Nine non-profit organisations from the UK participated and about half of them were not yet publishing in IATI.
The objectives of this session were to provide the attendees with a solid understanding of the goal and use of IATI, its main concepts and the various tools available to realise IATI publication and read IATI data. Interactive sessions were proposed with several real data implementation exercises to render the acquisition of the knowledge easier.As an IATI enthusiast, Data4Development was pleased to have collaborated with Scotland’s International Development Alliance for the facilitation of this training.
Here is some information shared by Laura Ffrench-Constant, the Effectiveness & Learning Advisor at the Scotland’s International Development Alliance about their perception of IATI.
Interview with Laura Ffrench-Constant from Scotland’s International Development Alliance
1. Tell us about your role?
I am the Effectiveness & Learning Advisor at Scotland’s International Development Alliance. This involves organising online training , writing online resources like our comparison of IATI publishing tools and I also coordinate IATI publishing for our organisation.
2. When did the team start to learn about IATI? Our organisation started to publish data to the IATI standard in 2015. We started publishing to IATI because it was desirable for a new project donor. As a network body convening the Scottish sector working around the world, we wanted to walk the talk and lead by example, showing that publishing to IATI isn’t as hard as you might think and it is really good for your communications, transparency and partnership approach to make your project activities open to the public.

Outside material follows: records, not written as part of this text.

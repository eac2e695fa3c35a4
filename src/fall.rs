use std::time::{Duration, Instant};

use crate::types::{KeypointFrame, LEFT_HIP, LEFT_SHOULDER, RIGHT_HIP, RIGHT_SHOULDER};

const MIN_DT_SECS: f32 = 1e-3;

#[derive(Clone, Copy, Debug, PartialEq)]
pub enum TriggerRule {
    /// Sudden hip drop: a shock jump, or a fast descent past mid-frame.
    HipDrop,
    /// Fast hip descent while the torso leans past `tilt_degrees`. Needs
    /// both shoulders in view.
    TorsoTilt,
}

#[derive(Clone, Debug)]
pub struct FallConfig {
    pub min_visibility: f32,
    /// Hip descent rate in normalized units per second.
    pub drop_velocity: f32,
    pub shock_delta: f32,
    pub shock_window: Duration,
    pub mid_frame_hip_y: f32,
    pub low_hip_y: f32,
    pub tilt_degrees: f32,
    pub confirm_dwell: Duration,
    pub decay_grace: Duration,
    pub trigger: TriggerRule,
}

impl Default for FallConfig {
    fn default() -> Self {
        Self {
            min_visibility: 0.5,
            drop_velocity: 0.70,
            shock_delta: 0.12,
            shock_window: Duration::from_millis(300),
            mid_frame_hip_y: 0.5,
            low_hip_y: 0.75,
            tilt_degrees: 55.0,
            confirm_dwell: Duration::from_millis(600),
            decay_grace: Duration::from_millis(250),
            trigger: TriggerRule::HipDrop,
        }
    }
}

#[derive(Clone, Copy, Debug, PartialEq, Eq)]
pub enum FallState {
    Ok,
    PossibleFall,
    FallConfirmed,
}

#[derive(Clone, Copy, Debug, PartialEq, Eq)]
pub enum SkipReason {
    LowVisibility,
}

#[derive(Clone, Debug, PartialEq)]
pub struct FallDiagnostics {
    pub state: FallState,
    pub hip_y: Option<f32>,
    pub hip_velocity: f32,
    pub torso_angle: Option<f32>,
    pub fast_drop: bool,
    pub shock_drop: bool,
    pub low_to_ground: bool,
    pub torso_tilted: bool,
    pub reason: Option<SkipReason>,
}

impl FallDiagnostics {
    fn skipped(state: FallState, reason: SkipReason) -> Self {
        Self {
            state,
            hip_y: None,
            hip_velocity: 0.0,
            torso_angle: None,
            fast_drop: false,
            shock_drop: false,
            low_to_ground: false,
            torso_tilted: false,
            reason: Some(reason),
        }
    }
}

/// Three-state fall detector over a keypoint stream.
///
/// `FallConfirmed` is edge-triggered: it is reported once and the very next
/// usable observation returns the machine to `Ok`, whatever the posture.
/// Frames whose required joints are not visible advance the timestamp and
/// forget the last hip position, so motion is never measured across a gap.
pub struct FallStateMachine {
    config: FallConfig,
    state: FallState,
    trigger_time: Option<Instant>,
    /// When the trigger evidence was last seen to be absent, while still in
    /// `PossibleFall`.
    decay_since: Option<Instant>,
    prev_timestamp: Option<Instant>,
    prev_hip_y: Option<f32>,
}

impl FallStateMachine {
    pub fn new(config: FallConfig) -> Self {
        Self {
            config,
            state: FallState::Ok,
            trigger_time: None,
            decay_since: None,
            prev_timestamp: None,
            prev_hip_y: None,
        }
    }

    pub fn state(&self) -> FallState {
        self.state
    }

    pub fn config(&self) -> &FallConfig {
        &self.config
    }

    pub fn update(&mut self, frame: &KeypointFrame, now: Instant) -> (bool, FallDiagnostics) {
        let floor = self.config.min_visibility;
        let hips = frame
            .visible(LEFT_HIP, floor)
            .zip(frame.visible(RIGHT_HIP, floor));
        let shoulders = frame
            .visible(LEFT_SHOULDER, floor)
            .zip(frame.visible(RIGHT_SHOULDER, floor));

        let shoulders_required = self.config.trigger == TriggerRule::TorsoTilt;
        let Some((left_hip, right_hip)) = hips.filter(|_| !shoulders_required || shoulders.is_some())
        else {
            self.prev_timestamp = Some(now);
            self.prev_hip_y = None;
            return (
                false,
                FallDiagnostics::skipped(self.state, SkipReason::LowVisibility),
            );
        };

        let hip_x = (left_hip.x + right_hip.x) / 2.0;
        let hip_y = (left_hip.y + right_hip.y) / 2.0;

        let dt = self
            .prev_timestamp
            .map(|prev| now.saturating_duration_since(prev).as_secs_f32())
            .unwrap_or(0.0)
            .max(MIN_DT_SECS);

        let hip_velocity = self
            .prev_hip_y
            .map(|prev| (hip_y - prev) / dt)
            .unwrap_or(0.0);

        let torso_angle = shoulders.map(|(ls, rs)| {
            let shoulder_x = (ls.x + rs.x) / 2.0;
            let shoulder_y = (ls.y + rs.y) / 2.0;
            (shoulder_x - hip_x).atan2(-(shoulder_y - hip_y)).to_degrees().abs()
        });

        let fast_drop = hip_velocity > self.config.drop_velocity;
        let shock_drop = match (self.prev_timestamp, self.prev_hip_y) {
            (Some(_), Some(prev)) => {
                dt <= self.config.shock_window.as_secs_f32() && hip_y - prev > self.config.shock_delta
            }
            _ => false,
        };
        let low_to_ground = hip_y > self.config.low_hip_y;
        let torso_tilted = torso_angle.is_some_and(|a| a > self.config.tilt_degrees);

        let mut fell = false;
        match self.state {
            FallState::Ok => {
                let triggered = match self.config.trigger {
                    TriggerRule::HipDrop => {
                        shock_drop || (fast_drop && hip_y > self.config.mid_frame_hip_y)
                    }
                    TriggerRule::TorsoTilt => fast_drop && torso_tilted,
                };
                if triggered {
                    log::debug!(
                        "fall state Ok -> PossibleFall (hip_y={hip_y:.3} vy={hip_velocity:.2} shock={shock_drop})"
                    );
                    self.state = FallState::PossibleFall;
                    self.trigger_time = Some(now);
                    self.decay_since = None;
                }
            }
            FallState::PossibleFall => {
                let since_trigger = self
                    .trigger_time
                    .map(|t| now.saturating_duration_since(t))
                    .unwrap_or_default();
                let posture_down = match self.config.trigger {
                    TriggerRule::HipDrop => low_to_ground,
                    TriggerRule::TorsoTilt => low_to_ground && torso_tilted,
                };
                let still_moving = fast_drop
                    || (self.config.trigger == TriggerRule::TorsoTilt && torso_tilted);

                if posture_down {
                    self.decay_since = None;
                    if since_trigger >= self.config.confirm_dwell {
                        log::debug!(
                            "fall state PossibleFall -> FallConfirmed after {since_trigger:?}"
                        );
                        self.state = FallState::FallConfirmed;
                        self.trigger_time = None;
                        fell = true;
                    }
                } else if !low_to_ground && !still_moving {
                    let decaying_for =
                        now.saturating_duration_since(*self.decay_since.get_or_insert(now));
                    if decaying_for >= self.config.decay_grace {
                        log::debug!("fall state PossibleFall -> Ok (evidence gone {decaying_for:?})");
                        self.state = FallState::Ok;
                        self.trigger_time = None;
                        self.decay_since = None;
                    }
                } else {
                    self.decay_since = None;
                }
            }
            FallState::FallConfirmed => {
                log::debug!("fall state FallConfirmed -> Ok");
                self.state = FallState::Ok;
            }
        }

        self.prev_timestamp = Some(now);
        self.prev_hip_y = Some(hip_y);

        (
            fell,
            FallDiagnostics {
                state: self.state,
                hip_y: Some(hip_y),
                hip_velocity,
                torso_angle,
                fast_drop,
                shock_drop,
                low_to_ground,
                torso_tilted,
                reason: None,
            },
        )
    }
}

3. How effective is the IATI standard?
The IATI standard is a really important initiative syncing up data from different donors and a very valuable source of information for wider research and scrutiny purposes. The standard allows us to ask: how efficient and coherent is our effort, because it publishes both budgets and results data for over 1 million activities. The COVID-19 pandemic has highlighted how real-time data is essential to make evidence-informed decisions, and the wealth of project data from IATI is already being used by many researchers to analyse the effectiveness of the COVID-19 response.
4. What benefits could implementing organisations gain by complying with the IATI standard?
Publishing to IATI means sharing your activities with the wider sector, the press and the public. This wealth of data is used by researchers looking for collaborators, large iNGOs looking for new downstream partners and donors looking for trends in development cooperation spending. Publishing your data to IATI improves the accountability of your project but it can also help you gain future funds when IATI publishing crops up as a question at the due diligence stage with a new donor.
5. What are the challenges that organisations face publishing data?
There are many challenges associated with publishing to IATI. In small, voluntarily run organisations, finding time for IATI publishing can be difficult and it can be hard to gather the data in a different format and to a different timescale compared to your regular accounting processes. In a large, multi-country organisation it can be hard to export data from project management systems, and to know who is responsible for publishing what, for example, are you the accountable or implementing organisation? Data quality is an overarching challenge, it is really easy to rush and miss something like the correct IATI identifier for the activity, the right currency, or the exact date.
6. What improvements do you want to see in IATI data?
It would be great to see more and more organisations publishing to IATI whether they are required to do so by donors or not. And it would also be fantastic to see the detail in the IATI data increase, with project results attached to activities, and with more OECD DAC and SDG level coding, allowing us to understand the contributions different projects are making to our global targets.
7. How did you find the IATI training? Would we recommend it to other people?
In our experience, IATI can be demystified when we share our challenges and learn together with our peers, whether we are micro-NGOs or federated international charities. We can all be IATI and transparency champions in our work, and IATI training is the first step.
Survey results of the online IATI Training
Thanks to a survey done by the Scotland’s International Development Alliance, attendees were on average 9/10 times likely to recommend the course to a friend or colleague. The course was weighted 8.7 / 10 for overall usefulness. 79% feel more confident about the use and publication in IATI.
We, as Data4Development are proud to have contributed to the spread and transfer of the IATI knowledge.